Hopefully this helps explain the difference.


----------



## broon71 (Aug 15, 2017)

So a PID controller isn't just an electronic thermostat, but pulses the output signal based on response? Wouldn't a standard electronic thermostat or controller with a 1' differential perform the same function in this case?

(please don't take offence MrShades, am just trying to get my head around this)

Also, why are SSR's used? The boiler probably doesn't pull more than about 6amps does it?


----------



## MrShades (Jul 29, 2009)

broon71 said:


> So a PID controller isn't just an electronic thermostat, but pulses the output signal based on response? Wouldn't a standard electronic thermostat or controller with a 1' differential perform the same function in this case?
> 
> (please don't take offence MrShades, am just trying to get my head around this)
> 
> Also, why are SSR's used? The boiler probably doesn't pull more than about 6amps does it?

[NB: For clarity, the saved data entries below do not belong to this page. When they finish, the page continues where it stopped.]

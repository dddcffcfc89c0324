//! Embedding provider trait for motivation text.
//!
//! The core consumes embeddings as opaque fixed-length real vectors; it
//! never generates them. The dimension is fixed per deployment (commonly
//! 1536). A zero vector is legal and means "missing motivation".

use async_trait::async_trait;
use serde::{Deserialize, Serialize};

use crate::error::{MatchError, MatchResult};

/// Result of embedding generation.
#[derive(Debug, Clone, Serialize, Deserialize)]
pub struct EmbeddingOutput {
    /// The embedding vector.
    pub vector: Vec<f32>,
    /// Model identifier that generated this embedding.
    pub model_id: String,
}

impl EmbeddingOutput {
    /// Create a new output, rejecting empty vectors.
    pub fn new(vector: Vec<f32>, model_id: impl Into<String>) -> MatchResult<Self> {
        if vector.is_empty() {
            return Err(MatchError::InvalidInput {
                field: "embedding".into(),
                reason: "empty vector".into(),
            });
        }
        Ok(Self {
            vector,
            model_id: model_id.into(),
        })
    }

    /// L2 norm of the vector; used to verify normalization.
    pub fn magnitude(&self) -> f32 {
        crate::similarity::l2_norm(&self.vector)
    }
}

/// Trait for embedding generation.
///
/// Implementations must be thread-safe; errors propagate immediately, the
/// core never substitutes fake embeddings for failed generations.
#[async_trait]
pub trait EmbeddingProvider: Send + Sync {
    /// Generate an embedding for one text.
    async fn embed(&self, content: &str) -> MatchResult<EmbeddingOutput>;

    /// Output dimension of this provider.
    fn dimensions(&self) -> usize;

    /// Model identifier, for logging and `EmbeddingOutput::model_id`.
    fn model_id(&self) -> &str;
}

Answer to your first question - no... Google and read much more about PIDs and how the PID aglorithm and config variables work. It's much much more than a thermostat! That said, some thermostats can use PID algorithms - but it very much depends on what they're controlling, etc. The ability to adjust the PID config to suit the applicance / application is key.

Second question - it needs to be a relay or a solid-state relay, and having a relay in your machine clicking away merrily will soon get VERY annoying.


----------



## broon71 (Aug 15, 2017)

Thanks MrShades! I think I'm starting to get it, thanks for your help.

Suspect I've used up all of my work 'googling' time today....


----------